Tom Briscoe writes history as Leeds Rhinos retain Challenge Cup in emphatic fashion

Leeds Rhinos 50

Tries: Briscoe 5, Delaney, McGuire, Singleton, Burrow

Goals: Sinfield 7/9

Hull KR 0

On a day when a statue of Martin Offiah was revealed outside Wembley stadium, it was only fitting that another wing wizard stole the show in Leeds Rhinos’ record Challenge Cup final victory over Hull KR.

Tom Briscoe, so often the scourge of Rovers in a Hull FC shirt, dismantled his old foes with a stunning five-try haul, beating the record ex-Leeds speedster Leroy Rivett set with four tries in 1999, as the Rhinos ruthlessly retained the famous cup.

In truth, it was a final which would have failed to excite the neutrals as a competitive spectacle, but having lost six finals in 13 years before last season’s nervy triumph over Castleford Tigers, Leeds can be excused for refusing to give the underdogs a sniff of victory.

The most touching moment of the day came before a whistle had been blown, as Lizzie Jones, widow of Danny Jones, who tragically died while playing for Keighley Cougars three months ago, sang an emotional rendition of the traditional hymn Abide With Me.

Hull KR coach Chris Chester gambled with the selection of Australian half-back Albert Kelly, who had not played since the semi-final victory over Warrington Wolves, while Kieran Dixon was given the nod at full-back over the more experienced Ben Cockayne.

Kelly proved his class with a clutch 40/20, and was Rovers’ brightest spark throughout, but had little support, meaning David failed to consistently land any telling blows which would have worried Goliath.

Despite some exciting moments in attack, Dixon showed why his selection was under pressure with a dire second half, during which nearly every touch seemed to result in an error.

In Brian McDermott’s only contentious call, the Leeds coach opted for Mitch Achurch on the bench, with Jimmy Keinhorst dropping out of the squad.

It would take McDermott’s side only seven minutes to assert their authority, Brett Delaney somewhat fortuitously touching down after Jamie Peacock had the ball stripped while muscling his way over the try line himself.

There was nothing lucky about what was to follow, as Joel Moon switched flanks to ghost through the defence off a slick Peacock inside ball and feed Danny McGuire, who marked his 400th career appearance with a Wembley try.

Minutes later Ryan Hall claimed Josh Mantellato’s towering kick off to break away, and in the following play the Rhinos landed their own haymaker by moving the ball wide for Briscoe to step off his wing and power his way through some soft tackles to open his account for the afternoon.

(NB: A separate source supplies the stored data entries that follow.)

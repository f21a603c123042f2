//! CLI definition and dispatch.

use chrono::{Datelike, NaiveDate};
use clap::{ArgAction, Parser, Subcommand};
use std::path::{Path, PathBuf};
use std::process::ExitCode;
use tracing::info;

use crate::adapters::calendar_scheduler::CalendarScheduler;
use crate::adapters::csv_adapter::CsvHostAdapter;
use crate::adapters::file_config_adapter::FileConfigAdapter;
use crate::adapters::paper_book::PaperBook;
use crate::adapters::strategy_runner::StrategyRunner;
use crate::domain::config_validation::{
    parse_date, validate_replay_config, validate_strategy_config, validate_trend_config,
};
use crate::domain::error::FactorTraderError;
use crate::domain::factor::FactorSpec;
use crate::domain::hooks::{RebalanceReport, dedupe_universe, monthly_refresh, register_hooks};
use crate::domain::ohlcv::{BarField, BarSize};
use crate::domain::scoring::{FactorFailurePolicy, FactorOutcome};
use crate::domain::strategy::{
    DEFAULT_FACTOR_LOOKBACK, DEFAULT_LONG_WINDOW, DEFAULT_OBSERVATION,
    DEFAULT_REFRESH_TRADING_DAY, DEFAULT_SHORT_WINDOW, DEFAULT_TOP_N, EmptyCandidatePolicy,
    StrategyConfig, StrategyState, StrategyVariant, default_factors,
};
use crate::domain::trend_filter::{
    DEFAULT_DIVERGENCE_THRESHOLD, TrendFilter, TrendWindows, evaluate_signal,
};
use crate::ports::config_port::ConfigPort;
use crate::ports::market_data_port::MarketDataPort;

#[derive(Parser, Debug)]
#[command(
    name = "factortrend",
    about = "Multi-factor stock selection with a moving-average trend filter"
)]
pub struct Cli {
    /// Increase log verbosity (-v info, -vv debug)
    #[arg(short, long, action = ArgAction::Count, global = true)]
    pub verbose: u8,

    #[command(subcommand)]
    pub command: Command,
}

#[derive(Subcommand, Debug)]
pub enum Command {
    /// Replay the strategy over the configured date range
    Run {
        #[arg(short, long)]
        config: PathBuf,
        /// Write the weight journal as CSV
        #[arg(short, long)]
        output: Option<PathBuf>,
    },
    /// Run one scoring cycle and print the candidates
    Score {
        #[arg(short, long)]
        config: PathBuf,
        /// Scoring date (defaults to [replay] end_date)
        #[arg(long)]
        date: Option<NaiveDate>,
    },
    /// Evaluate the trend filter for one instrument
    Signal {
        #[arg(short, long)]
        config: PathBuf,
        #[arg(long)]
        code: String,
        #[arg(long)]
        date: Option<NaiveDate>,
        /// Evaluate exit conditions instead of entry conditions
        #[arg(long)]
        held: bool,
    },
    /// Validate a configuration file
    Validate {
        #[arg(short, long)]
        config: PathBuf,
    },
}

pub fn run(cli: Cli) -> ExitCode {
    let result = match cli.command {
        Command::Run { config, output } => run_replay(&config, output.as_deref()),
        Command::Score { config, date } => run_score(&config, date),
        Command::Signal {
            config,
            code,
            date,
            held,
        } => run_signal(&config, &code, date, held),
        Command::Validate { config } => run_validate(&config),
    };

    match result {
        Ok(()) => ExitCode::SUCCESS,
        Err(e) => {
            eprintln!("error: {e}");
            (&e).into()
        }
    }
}

pub fn load_config(path: &Path) -> Result<FileConfigAdapter, FactorTraderError> {
    FileConfigAdapter::from_file(path)
}

/// Validate the strategy sections and build a [`StrategyConfig`].
pub fn build_strategy_config(adapter: &dyn ConfigPort) -> Result<StrategyConfig, FactorTraderError> {
    validate_strategy_config(adapter)?;

    let index_id = adapter
        .get_string("strategy", "index")
        .map(|s| s.trim().to_string())
        .ok_or_else(|| FactorTraderError::ConfigMissing {
            section: "strategy".into(),
            key: "index".into(),
        })?;

    let variant = match adapter
        .get_string("strategy", "variant")
        .map(|s| s.trim().to_lowercase())
        .as_deref()
    {
        Some("trend") => StrategyVariant::TrendFiltered {
            filter: build_trend_filter(adapter)?,
            observation: adapter.get_int("trend", "observation", DEFAULT_OBSERVATION as i64)
                as usize,
        },
        _ => StrategyVariant::Simple,
    };

    let mut config = StrategyConfig::new(&index_id, variant);
    if let Some(name) = adapter.get_string("strategy", "name") {
        config.name = name;
    }
    config.factors = build_factor_specs(adapter);
    config.top_n = adapter.get_int("strategy", "top_n", DEFAULT_TOP_N as i64) as usize;
    config.factor_lookback = adapter.get_int(
        "strategy",
        "factor_lookback",
        DEFAULT_FACTOR_LOOKBACK as i64,
    ) as usize;
    config.refresh_trading_day = adapter.get_int(
        "strategy",
        "refresh_trading_day",
        DEFAULT_REFRESH_TRADING_DAY as i64,
    ) as u32;
    config.rebalance_day = adapter
        .get_string("strategy", "rebalance_day")
        .and_then(|s| s.trim().parse::<u32>().ok());
    config.factor_failure = adapter
        .get_string("strategy", "factor_failure")
        .and_then(|s| s.parse::<FactorFailurePolicy>().ok())
        .unwrap_or_default();
    config.empty_candidates = adapter
        .get_string("strategy", "empty_candidates")
        .and_then(|s| s.parse::<EmptyCandidatePolicy>().ok())
        .unwrap_or_default();
    config.initial_candidates = adapter
        .get_list("strategy", "initial_candidates")
        .unwrap_or_default();

    Ok(config)
}

/// `[factors] up/down`, or the default catalogue when neither is set.
pub fn build_factor_specs(adapter: &dyn ConfigPort) -> Vec<FactorSpec> {
    let up = adapter.get_list("factors", "up");
    let down = adapter.get_list("factors", "down");
    if up.is_none() && down.is_none() {
        return default_factors();
    }
    up.unwrap_or_default()
        .iter()
        .map(|name| FactorSpec::up(name))
        .chain(down.unwrap_or_default().iter().map(|name| FactorSpec::down(name)))
        .collect()
}

pub fn build_trend_filter(adapter: &dyn ConfigPort) -> Result<TrendFilter, FactorTraderError> {
    validate_trend_config(adapter)?;
    let windows = TrendWindows::new(
        adapter.get_int("trend", "short_window", DEFAULT_SHORT_WINDOW as i64) as usize,
        adapter.get_int("trend", "long_window", DEFAULT_LONG_WINDOW as i64) as usize,
    )?;
    let mut filter = TrendFilter::new(windows);
    filter.divergence_threshold = adapter.get_double(
        "trend",
        "divergence_threshold",
        DEFAULT_DIVERGENCE_THRESHOLD,
    );
    Ok(filter)
}

/// `[replay] data_dir`, relative paths resolved against the config file's directory.
pub fn resolve_data_dir(adapter: &dyn ConfigPort, config_path: &Path) -> Result<PathBuf, FactorTraderError> {
    let raw = adapter
        .get_string("replay", "data_dir")
        .ok_or_else(|| FactorTraderError::ConfigMissing {
            section: "replay".into(),
            key: "data_dir".into(),
        })?;
    let dir = PathBuf::from(raw.trim());
    if dir.is_absolute() {
        return Ok(dir);
    }
    Ok(config_path
        .parent()
        .map(|parent| parent.join(&dir))
        .unwrap_or(dir))
}

fn resolve_date(
    date: Option<NaiveDate>,
    adapter: &dyn ConfigPort,
) -> Result<NaiveDate, FactorTraderError> {
    match date {
        Some(d) => Ok(d),
        None => parse_date(adapter, "replay", "end_date"),
    }
}

fn run_replay(config_path: &Path, output_path: Option<&Path>) -> Result<(), FactorTraderError> {
    let adapter = load_config(config_path)?;
    let strategy = build_strategy_config(&adapter)?;
    validate_replay_config(&adapter)?;
    let start = parse_date(&adapter, "replay", "start_date")?;
    let end = parse_date(&adapter, "replay", "end_date")?;
    let host = CsvHostAdapter::new(resolve_data_dir(&adapter, config_path)?);

    let mut codes = dedupe_universe(host.get_index_members(&strategy.index_id)?);
    for code in &strategy.initial_candidates {
        if !codes.contains(code) {
            codes.push(code.clone());
        }
    }
    // month positions need the whole of start_date's month
    let month_start = start.with_day(1).unwrap_or(start);
    let calendar = host.trading_dates(&codes, month_start, end)?;
    let timeline: Vec<NaiveDate> = calendar.iter().copied().filter(|d| *d >= start).collect();
    if timeline.is_empty() {
        return Err(FactorTraderError::invalid_input(format!(
            "no trading dates between {} and {}",
            start, end
        )));
    }
    info!(strategy = %strategy.name, variant = strategy.variant.name(), dates = timeline.len(), "starting replay");

    let mut scheduler = CalendarScheduler::new();
    register_hooks(&strategy, &mut scheduler);

    let mut book = PaperBook::new();
    let mut runner = StrategyRunner::new(strategy, &host, &mut book);
    let fired = scheduler.run_from(&calendar, start, &mut runner)?;

    let name = runner.config().name.clone();
    let candidates = runner.state().candidates.clone();
    let refreshes = runner.refreshes().len();
    let reports = runner.rebalances().to_vec();
    drop(runner);

    println!("=== Replay: {} ===", name);
    println!("Period:           {} to {}", timeline[0], timeline[timeline.len() - 1]);
    println!("Trading dates:    {}", timeline.len());
    println!("Hook calls:       {}", fired);
    println!("Refreshes:        {}", refreshes);
    println!(
        "Rebalances:       {} ({} skipped)",
        reports.len(),
        reports.iter().filter(|r| r.skipped).count()
    );
    println!("Directives:       {}", book.journal().len());
    println!("Candidates:       {}", candidates.join(", "));

    if adapter.get_bool("replay", "print_directives", false) {
        println!("\n=== Directives ===");
        for report in &reports {
            for d in &report.directives {
                println!("  {} {:<14} {:.4} {}", report.date, d.code, d.weight, d.reason);
            }
        }
    }
    println!("\n=== Final Weights ===");
    for (code, weight) in book.weights() {
        println!("  {:<14} {:.4}", code, weight);
    }
    println!("  {:<14} {:.4}", "gross", book.gross_weight());

    if let Some(path) = output_path {
        write_journal(path, &reports)?;
        println!("\nJournal written to: {}", path.display());
    }
    Ok(())
}

/// Write every directive as `date,code,weight,reason`.
pub fn write_journal(path: &Path, reports: &[RebalanceReport]) -> Result<(), FactorTraderError> {
    let mut writer = csv::Writer::from_path(path).map_err(std::io::Error::from)?;
    writer
        .write_record(["date", "code", "weight", "reason"])
        .map_err(std::io::Error::from)?;
    for report in reports {
        for directive in &report.directives {
            writer
                .write_record([
                    report.date.to_string(),
                    directive.code.clone(),
                    format!("{:.6}", directive.weight),
                    directive.reason.to_string(),
                ])
                .map_err(std::io::Error::from)?;
        }
    }
    writer.flush()?;
    Ok(())
}

fn run_score(config_path: &Path, date: Option<NaiveDate>) -> Result<(), FactorTraderError> {
    let adapter = load_config(config_path)?;
    let strategy = build_strategy_config(&adapter)?;
    let date = resolve_date(date, &adapter)?;
    let host = CsvHostAdapter::new(resolve_data_dir(&adapter, config_path)?);

    let mut state = StrategyState::new(&strategy);
    let report = monthly_refresh(&strategy, &mut state, &host, date)?;

    println!("=== Scoring {} on {} ===", strategy.index_id, date);
    println!("Universe:         {}", state.universe.len());
    for factor in &report.factors {
        let outcome = match &factor.outcome {
            FactorOutcome::Scored { ranked } => format!("{} ranked", ranked),
            FactorOutcome::Missing => "missing".to_string(),
            FactorOutcome::Failed { reason } => format!("failed ({})", reason),
        };
        println!("  {:<40} {}", factor.spec.to_string(), outcome);
    }

    println!("\n=== Candidates (top {}) ===", strategy.top_n);
    if report.candidates.is_empty() {
        println!("  (none)");
    }
    for (i, code) in report.candidates.iter().enumerate() {
        let total = report.table.total(code).unwrap_or(0.0);
        println!("  {:>3}. {:<14} {:.0}", i + 1, code, total);
    }
    Ok(())
}

fn run_signal(
    config_path: &Path,
    code: &str,
    date: Option<NaiveDate>,
    held: bool,
) -> Result<(), FactorTraderError> {
    let adapter = load_config(config_path)?;
    let filter = build_trend_filter(&adapter)?;
    let observation = adapter.get_int("trend", "observation", DEFAULT_OBSERVATION as i64) as usize;
    let date = resolve_date(date, &adapter)?;
    let host = CsvHostAdapter::new(resolve_data_dir(&adapter, config_path)?);

    let prices = host.get_price_history(code, observation, BarSize::Day, BarField::Close, date)?;
    let eval = evaluate_signal(&prices, &filter, held);

    println!(
        "=== {} on {} ({}) ===",
        code,
        date,
        if held { "held" } else { "not held" }
    );
    println!("Signal:           {}", eval.signal);
    if let Some(gap) = eval.insufficient {
        println!(
            "History:          {} bars, {} required",
            gap.bars, gap.required
        );
    }
    if let Some(ma) = eval.snapshot {
        println!("Price:            {:.4}", ma.price);
        println!(
            "SMA({}):          {:.4} (prev {:.4})",
            filter.windows.short(),
            ma.short,
            ma.prev_short
        );
        println!("SMA({}):          {:.4}", filter.windows.long(), ma.long);
        if let Some(ratio) = ma.divergence_ratio() {
            println!("Divergence:       {:.2}%", ratio * 100.0);
        }
    }
    if !eval.sell_triggers.is_empty() {
        println!("Triggers:         {:?}", eval.sell_triggers);
    }
    Ok(())
}

fn run_validate(config_path: &Path) -> Result<(), FactorTraderError> {
    let adapter = load_config(config_path)?;
    let strategy = build_strategy_config(&adapter)?;
    let has_replay = adapter.get_string("replay", "data_dir").is_some()
        || adapter.get_string("replay", "start_date").is_some()
        || adapter.get_string("replay", "end_date").is_some();
    if has_replay {
        validate_replay_config(&adapter)?;
    }

    println!("Strategy:         {}", strategy.name);
    println!("Index:            {}", strategy.index_id);
    println!("Variant:          {}", strategy.variant.name());
    println!("Top N:            {}", strategy.top_n);
    println!(
        "Factors:          {}",
        strategy
            .factors
            .iter()
            .map(|f| f.to_string())
            .collect::<Vec<_>>()
            .join(", ")
    );
    if let StrategyVariant::TrendFiltered {
        filter,
        observation,
    } = strategy.variant
    {
        println!(
            "Trend:            SMA({}) / SMA({}), {} bars, threshold {}",
            filter.windows.short(),
            filter.windows.long(),
            observation,
            filter.divergence_threshold
        );
    }
    println!("\nConfiguration is valid.");
    Ok(())
}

The final 20 minutes of the first half passed with Leeds stuttering to move up a gear, but Rovers were unable to take advantage with their own sloppy attack.

Dixon started the second half with the first two errors of his 40-minute horror show, which mercifully went unpunished, but just as Hull KR threatened to grab a foothold in the game, the 23-year-old failed to contest Briscoe in claiming a kick to the corner, and the Featherstone-born flyer raced 90 metres to score in the corner.

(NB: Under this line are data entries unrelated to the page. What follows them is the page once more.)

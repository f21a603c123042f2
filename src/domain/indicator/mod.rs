//! Moving-average series over closing prices.
//!
//! - `IndicatorPoint`: one point of a series, flagged invalid during warmup
//! - `IndicatorSeries`: a series aligned index-for-index with its input prices

pub mod sma;

use std::fmt;

#[derive(Debug, Clone, Copy, PartialEq)]
pub struct IndicatorPoint {
    pub valid: bool,
    pub value: f64,
}

#[derive(Debug, Clone, PartialEq)]
pub struct IndicatorSeries {
    pub period: usize,
    pub values: Vec<IndicatorPoint>,
}

impl IndicatorSeries {
    pub fn len(&self) -> usize {
        self.values.len()
    }

    pub fn is_empty(&self) -> bool {
        self.values.is_empty()
    }

    /// Valid value `back` points before the last one (`back = 0` is the latest).
    pub fn from_end(&self, back: usize) -> Option<f64> {
        let idx = self.values.len().checked_sub(back + 1)?;
        let point = self.values[idx];
        point.valid.then_some(point.value)
    }

    pub fn latest(&self) -> Option<f64> {
        self.from_end(0)
    }
}

impl fmt::Display for IndicatorSeries {
    fn fmt(&self, f: &mut fmt::Formatter<'_>) -> fmt::Result {
        write!(f, "SMA({})", self.period)
    }
}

From that point on the Rhinos could smell blood, and Rob Burrow’s no-look pass allowed fellow substitute Brad Singleton to crash over, before battering-ram Peacock again showed his subtler side by creating the space for Kallum Watkins to send Briscoe over for his hat-trick, and the guarantee of the Lance Todd Trophy.

Watkins then produced his destructive best to power through and offload to the supporting Burrow, who dotted down underneath the posts.

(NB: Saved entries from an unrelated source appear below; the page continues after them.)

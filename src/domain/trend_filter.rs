//! Dual moving-average trend filter.
//!
//! Held instruments are checked for exits, unheld candidates for entries.
//!
//! # Exit (either fires)
//!
//! - Divergence: short SMA below long SMA by more than `divergence_threshold`
//!   of the long SMA
//! - Death cross confirmation: price below a falling short SMA
//!
//! # Entry (all required)
//!
//! - Golden state: short SMA above long SMA
//! - Short SMA rising
//! - Price above short SMA

use crate::domain::error::FactorTraderError;
use crate::domain::indicator::sma::calculate_sma;
use std::fmt;

pub const DEFAULT_DIVERGENCE_THRESHOLD: f64 = 0.03;

#[derive(Debug, Clone, Copy, PartialEq, Eq)]
pub enum Signal {
    Buy,
    Sell,
    Hold,
}

impl fmt::Display for Signal {
    fn fmt(&self, f: &mut fmt::Formatter<'_>) -> fmt::Result {
        match self {
            Signal::Buy => write!(f, "BUY"),
            Signal::Sell => write!(f, "SELL"),
            Signal::Hold => write!(f, "HOLD"),
        }
    }
}

#[derive(Debug, Clone, Copy, PartialEq, Eq)]
pub enum SellTrigger {
    Divergence,
    DeathCross,
}

/// Short/long windows with `0 < short < long`.
#[derive(Debug, Clone, Copy, PartialEq, Eq)]
pub struct TrendWindows {
    short: usize,
    long: usize,
}

impl TrendWindows {
    pub fn new(short: usize, long: usize) -> Result<Self, FactorTraderError> {
        if short == 0 {
            return Err(FactorTraderError::invalid_input(
                "short window must be positive",
            ));
        }
        if short >= long {
            return Err(FactorTraderError::invalid_input(format!(
                "short window {} must be shorter than long window {}",
                short, long
            )));
        }
        Ok(TrendWindows { short, long })
    }

    pub fn short(&self) -> usize {
        self.short
    }

    pub fn long(&self) -> usize {
        self.long
    }
}

#[derive(Debug, Clone, Copy, PartialEq)]
pub struct TrendFilter {
    pub windows: TrendWindows,
    pub divergence_threshold: f64,
}

impl TrendFilter {
    pub fn new(windows: TrendWindows) -> Self {
        TrendFilter {
            windows,
            divergence_threshold: DEFAULT_DIVERGENCE_THRESHOLD,
        }
    }
}

/// Moving averages at the latest and previous bar.
#[derive(Debug, Clone, Copy, PartialEq)]
pub struct MaSnapshot {
    pub price: f64,
    pub short: f64,
    pub long: f64,
    pub prev_short: f64,
    pub prev_long: Option<f64>,
}

impl MaSnapshot {
    pub fn compute(prices: &[f64], windows: TrendWindows) -> Option<Self> {
        let short_series = calculate_sma(prices, windows.short);
        let long_series = calculate_sma(prices, windows.long);
        Some(MaSnapshot {
            price: *prices.last()?,
            short: short_series.latest()?,
            long: long_series.latest()?,
            prev_short: short_series.from_end(1)?,
            prev_long: long_series.from_end(1),
        })
    }

    /// `(long - short) / long` when short is below long and long is positive.
    pub fn divergence_ratio(&self) -> Option<f64> {
        if self.short < self.long && self.long > 0.0 {
            Some((self.long - self.short) / self.long)
        } else {
            None
        }
    }

    pub fn golden_state(&self) -> bool {
        self.short > self.long
    }

    pub fn short_rising(&self) -> bool {
        self.short > self.prev_short
    }

    pub fn price_above_short(&self) -> bool {
        self.price > self.short
    }

    pub fn death_cross(&self) -> bool {
        self.price < self.short && self.short < self.prev_short
    }
}

#[derive(Debug, Clone, Copy, PartialEq, Eq)]
pub struct InsufficientHistory {
    pub bars: usize,
    pub required: usize,
}

#[derive(Debug, Clone, PartialEq)]
pub struct TrendEvaluation {
    pub signal: Signal,
    pub snapshot: Option<MaSnapshot>,
    pub sell_triggers: Vec<SellTrigger>,
    pub insufficient: Option<InsufficientHistory>,
}

impl TrendEvaluation {
    fn insufficient(bars: usize, required: usize) -> Self {
        TrendEvaluation {
            signal: Signal::Hold,
            snapshot: None,
            sell_triggers: Vec::new(),
            insufficient: Some(InsufficientHistory { bars, required }),
        }
    }

    pub fn is_insufficient(&self) -> bool {
        self.insufficient.is_some()
    }
}

/// Evaluate exits for a held instrument or entries for an unheld one.
pub fn evaluate_signal(prices: &[f64], filter: &TrendFilter, holding: bool) -> TrendEvaluation {
    if holding {
        evaluate_exit(prices, filter)
    } else {
        evaluate_entry(prices, filter)
    }
}

pub fn evaluate_exit(prices: &[f64], filter: &TrendFilter) -> TrendEvaluation {
    let snapshot = match snapshot_or_insufficient(prices, filter.windows) {
        Ok(s) => s,
        Err(eval) => return eval,
    };

    let mut sell_triggers = Vec::new();
    if snapshot
        .divergence_ratio()
        .is_some_and(|ratio| ratio > filter.divergence_threshold)
    {
        sell_triggers.push(SellTrigger::Divergence);
    }
    if snapshot.death_cross() {
        sell_triggers.push(SellTrigger::DeathCross);
    }

    let signal = if sell_triggers.is_empty() {
        Signal::Hold
    } else {
        Signal::Sell
    };

    TrendEvaluation {
        signal,
        snapshot: Some(snapshot),
        sell_triggers,
        insufficient: None,
    }
}

pub fn evaluate_entry(prices: &[f64], filter: &TrendFilter) -> TrendEvaluation {
    let snapshot = match snapshot_or_insufficient(prices, filter.windows) {
        Ok(s) => s,
        Err(eval) => return eval,
    };

    let buy = snapshot.golden_state() && snapshot.short_rising() && snapshot.price_above_short();

    TrendEvaluation {
        signal: if buy { Signal::Buy } else { Signal::Hold },
        snapshot: Some(snapshot),
        sell_triggers: Vec::new(),
        insufficient: None,
    }
}

fn snapshot_or_insufficient(
    prices: &[f64],
    windows: TrendWindows,
) -> Result<MaSnapshot, TrendEvaluation> {
    if prices.len() < windows.long {
        return Err(TrendEvaluation::insufficient(prices.len(), windows.long));
    }
    // long > short, so one extra bar for the previous short SMA always exists.
    MaSnapshot::compute(prices, windows)
        .ok_or_else(|| TrendEvaluation::insufficient(prices.len(), windows.long))
}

Typically Briscoe was to have the last word, once more owing his centre partner Watkins, who yet again made the initial break and final pass, to allow the winger to touch down in the corner and match Rivett’s 16-year record.

Of course he was to go one better, pouncing on another Dixon drop to slalom his way into the history books as the only man to score five tries in a Challenge Cup final.

In fairness, while Briscoe grabs the headlines, no Leeds player stood head and shoulders above the rest. Instead it was a controlled, composed team performance, which ensured an upset was never on the cards.

After all the pain captain Kevin Sinfield has suffered in this competition, it will have been beyond his wildest dreams to be ending his career in the blue and amber having led the side to back-to-back triumphs, while Peacock and fellow warhorse Kylie Leuluai were also given fitting send-offs.

Whereas Hull KR now have a benchmark to work towards for next season, Leeds now turn their attentions towards completing a historic treble.